Let $a_i$ be the coin toss outcomes that are told to $A$, and $b_i$ the ones that are given to $B$. This is a bit easier than having the tosses interleaved as a single sequence.

The strategy is as follows:

Split the coin tosses into triplets. Both players skip over any triplets that have three heads or three tails to get to the first triplet containing both heads and tails.
For player $A$, if there is a single tail then pick that index. If there is a single head, then pick the index to the right of that one (wrapping around to the first of the triplet if the head is already at the right end).
For player $B$, if there is a single tail then pick that index. If there is a single head, then pick the index to the left of that one (wrapping around to the last of the triplet if the head is already at the left end).

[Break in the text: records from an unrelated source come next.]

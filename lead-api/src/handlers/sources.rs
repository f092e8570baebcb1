use axum::extract::{Path, State};
use axum::http::StatusCode;
use axum::Json;
use lead_common::connection::ConnectionReport;
use lead_common::error::PipelineError;
use lead_common::mapping::FieldMapping;
use lead_common::model::{LeadSource, NewLeadSource};
use lead_common::pipeline::LeadPipeline;
use tracing::debug;
use uuid::Uuid;

pub async fn create_source(
    State(pipeline): State<LeadPipeline>,
    Json(payload): Json<NewLeadSource>,
) -> Result<(StatusCode, Json<LeadSource>), PipelineError> {
    debug!("creating source {:?}", payload.name);

    let source = pipeline.create_source(payload).await?;
    Ok((StatusCode::CREATED, Json(source)))
}

pub async fn get_source(
    State(pipeline): State<LeadPipeline>,
    Path(source_id): Path<Uuid>,
) -> Result<Json<LeadSource>, PipelineError> {
    Ok(Json(pipeline.get_source(source_id).await?))
}

pub async fn test_connection(
    State(pipeline): State<LeadPipeline>,
    Path(source_id): Path<Uuid>,
) -> Result<Json<ConnectionReport>, PipelineError> {
    Ok(Json(pipeline.test_connection(source_id).await?))
}

pub async fn get_mapping(
    State(pipeline): State<LeadPipeline>,
    Path(source_id): Path<Uuid>,
) -> Result<Json<FieldMapping>, PipelineError> {
    Ok(Json(pipeline.get_mapping(source_id).await?))
}

pub async fn save_mapping(
    State(pipeline): State<LeadPipeline>,
    Path(source_id): Path<Uuid>,
    Json(mapping): Json<FieldMapping>,
) -> Result<Json<FieldMapping>, PipelineError> {
    Ok(Json(pipeline.save_mapping(source_id, mapping).await?))
}
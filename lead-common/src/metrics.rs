use std::time::Instant;

use axum::{
    body::Body, extract::MatchedPath, http::Request, middleware::Next, response::IntoResponse,
    routing::get, Router,
};
use metrics_exporter_prometheus::{BuildError, PrometheusBuilder, PrometheusHandle};
use tracing::info;

/// Serve `router` on `bind` until the process receives ctrl-c.
pub async fn serve(router: Router, bind: &str) -> Result<(), std::io::Error> {
    let listener = tokio::net::TcpListener::bind(bind).await?;

    axum::serve(listener, router)
        .with_graceful_shutdown(async {
            if tokio::signal::ctrl_c().await.is_ok() {
                info!("shutting down lead-api");
            }
        })
        .await
}

/// Add a `/metrics` endpoint rendering the installed recorder, and record request metrics
/// for every route of `router`.
pub fn setup_metrics_routes(router: Router, recorder_handle: PrometheusHandle) -> Router {
    router
        .route(
            "/metrics",
            get(move || std::future::ready(recorder_handle.render())),
        )
        .layer(axum::middleware::from_fn(track_metrics))
}

pub fn setup_metrics_recorder() -> Result<PrometheusHandle, BuildError> {
    // Webhook deliveries are bounded by the client timeout, so a few buckets past 10s
    // are enough.
    const EXPONENTIAL_SECONDS: &[f64] = &[
        0.005, 0.01, 0.025, 0.05, 0.1, 0.25, 0.5, 1.0, 2.5, 5.0, 10.0, 30.0,
    ];

    PrometheusBuilder::new()
        .set_buckets(EXPONENTIAL_SECONDS)?
        .install_recorder()
}

/// The route template a request matched, e.g. `/sources/:source_id/logs`. Unmatched
/// paths share one label so ids in URLs cannot blow up label cardinality.
fn route_label(req: &Request<Body>) -> String {
    req.extensions()
        .get::<MatchedPath>()
        .map(|matched| matched.as_str().to_owned())
        .unwrap_or_else(|| "unmatched".to_owned())
}

/// Count and time every lead-api request by method, route and status.
pub async fn track_metrics(req: Request<Body>, next: Next) -> impl IntoResponse {
    let start = Instant::now();
    let route = route_label(&req);
    let method = req.method().to_string();

    let response = next.run(req).await;

    let labels = [
        ("method", method),
        ("route", route),
        ("status", response.status().as_u16().to_string()),
    ];
    metrics::counter!("lead_api_requests_total", &labels).increment(1);
    metrics::histogram!("lead_api_request_duration_seconds", &labels)
        .record(start.elapsed().as_secs_f64());

    response
}

#[cfg(test)]
mod tests {
    use super::*;

    #[test]
    fn test_unmatched_requests_share_a_label() {
        let req = Request::builder()
            .uri("/sources/0191b7a4-0000-7000-8000-000000000000/nope")
            .body(Body::empty())
            .unwrap();

        assert_eq!(route_label(&req), "unmatched");
    }
}
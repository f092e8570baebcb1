use std::sync::Arc;

use serde::{Deserialize, Serialize};
use serde_json::{json, Map, Value};
use tracing::info;
use uuid::Uuid;

use crate::error::{PipelineError, PipelineResult, RowError};
use crate::import::ImportExecutor;
use crate::model::{JobOperation, JobStatus};
use crate::store::LeadStore;

#[derive(Debug, Clone, PartialEq, Eq, Serialize, Deserialize)]
pub struct RetryOutcome {
    pub success: bool,
    pub new_log_id: Uuid,
    pub status: JobStatus,
    pub imported: i64,
    pub failed: i64,
}

/// Re-runs the records that failed in an earlier import as a new `retry` job. The
/// original job is left untouched.
#[derive(Clone)]
pub struct RetryCoordinator {
    store: Arc<dyn LeadStore>,
    executor: ImportExecutor,
}

impl RetryCoordinator {
    pub fn new(store: Arc<dyn LeadStore>, executor: ImportExecutor) -> Self {
        Self { store, executor }
    }

    pub async fn retry(&self, source_id: Uuid, log_id: Uuid) -> PipelineResult<RetryOutcome> {
        let original = self
            .store
            .get_job(log_id)
            .await?
            .filter(|job| job.source_id == source_id)
            .ok_or(PipelineError::not_found("import log", log_id))?;

        match original.operation {
            JobOperation::Import | JobOperation::Retry => {}
            other => {
                return Err(PipelineError::validation(format!(
                    "{} logs cannot be retried",
                    other.as_str()
                )))
            }
        }
        if original.status == JobStatus::Pending {
            return Err(PipelineError::validation("import is still running"));
        }
        // Retrying the same log again would import its recovered records twice.
        if let Some(previous) = self.store.find_retry_of(log_id).await? {
            return Err(PipelineError::Conflict(format!(
                "import log {} was already retried as {}, retry that log instead",
                log_id, previous.id
            )));
        }

        let records: Vec<_> = failed_records(&original.details)?
            .into_iter()
            .map(|failure| failure.record)
            .collect();
        if records.is_empty() {
            return Err(PipelineError::validation("log has no failed records to retry"));
        }

        info!(
            source_id = %source_id,
            log_id = %log_id,
            "retrying {} failed records",
            records.len()
        );

        let mut origin = Map::new();
        origin.insert("retry_of".to_owned(), json!(log_id));
        let summary = self
            .executor
            .run(source_id, records, JobOperation::Retry, origin)
            .await?;

        Ok(RetryOutcome {
            success: summary.success,
            new_log_id: summary.log_id,
            status: summary.status,
            imported: summary.imported,
            failed: summary.failed,
        })
    }
}

fn failed_records(details: &Value) -> PipelineResult<Vec<RowError>> {
    match details.get("errors") {
        None | Some(Value::Null) => Ok(Vec::new()),
        Some(errors) => serde_json::from_value(errors.clone()).map_err(|e| {
            PipelineError::validation(format!("log has unreadable failure details: {}", e))
        }),
    }
}
impl FromStr for JobStatus {
    type Err = ParseModelError;

    fn from_str(s: &str) -> Result<Self, Self::Err> {
        match s {
            "pending" => Ok(JobStatus::Pending),
            "success" => Ok(JobStatus::Success),
            "partial" => Ok(JobStatus::Partial),
            "error" => Ok(JobStatus::Error),
            invalid => Err(ParseModelError::JobStatus(invalid.to_owned())),
        }
    }
}

impl fmt::Display for JobStatus {
    fn fmt(&self, f: &mut fmt::Formatter) -> fmt::Result {
        f.write_str(self.as_str())
    }
}

/// What produced an audit log entry.
#[derive(Debug, Clone, Copy, PartialEq, Eq, Hash, Serialize, Deserialize)]
#[serde(rename_all = "snake_case")]
pub enum JobOperation {
    Import,
    Retry,
    ConnectionTest,
    WebhookDelivery,
}

impl JobOperation {
    pub fn as_str(&self) -> &'static str {
        match self {
            JobOperation::Import => "import",
            JobOperation::Retry => "retry",
            JobOperation::ConnectionTest => "connection_test",
            JobOperation::WebhookDelivery => "webhook_delivery",
        }
    }
}

impl FromStr for JobOperation {
    type Err = ParseModelError;

    fn from_str(s: &str) -> Result<Self, Self::Err> {
        match s {
            "import" => Ok(JobOperation::Import),
            "retry" => Ok(JobOperation::Retry),
            "connection_test" => Ok(JobOperation::ConnectionTest),
            "webhook_delivery" => Ok(JobOperation::WebhookDelivery),
            invalid => Err(ParseModelError::JobOperation(invalid.to_owned())),
        }
    }
}

/// One audited execution: an import run, a retry, a connection test or a webhook delivery.
#[derive(Debug, Clone, PartialEq, Serialize, Deserialize)]
pub struct ImportJob {
    pub id: Uuid,
    pub source_id: Uuid,
    pub operation: JobOperation,
    pub status: JobStatus,
    pub message: String,
    pub processed: i64,
    pub imported: i64,
    pub failed: i64,
    pub details: Value,
    pub error: Option<String>,
    pub started_at: DateTime<Utc>,
    pub completed_at: Option<DateTime<Utc>>,
}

For example, if $A$ sees $\{a_i\}=(H,H,H,T,T,T,T,H,T,...)$ then he skips the triplet of heads and the triplet of tails, arriving at $THT$. This triplet has one head, $a_8$, so he asks for $b_9$ to be used, i.e. the other player's coin toss to the right of this one.
If $B$ sees $\{b_i\}=(T,T,T,H,T,T,...)$ then he skips the triplet of tails, arriving at $HTT$. This triplet has one head, $b_4$. He would normally want the index to the left of this, but has to wrap around to the end of the triplet and so asks for $a_6$ to be used.

Now let's calculate the probability of winning.

Let $r$ be the probability of $A$ and $B$ skipping the same number of triplets. A triplet has probability of $\frac14$ being all the same. Then clearly $$r = \frac34\cdot\frac34+\frac14\cdot\frac14\cdot r$$ where the first terms represent both players not skipping, and the second term is both players skipping the first triplet and then still having to skip the same number of further triplets. This gives $r=\frac35$.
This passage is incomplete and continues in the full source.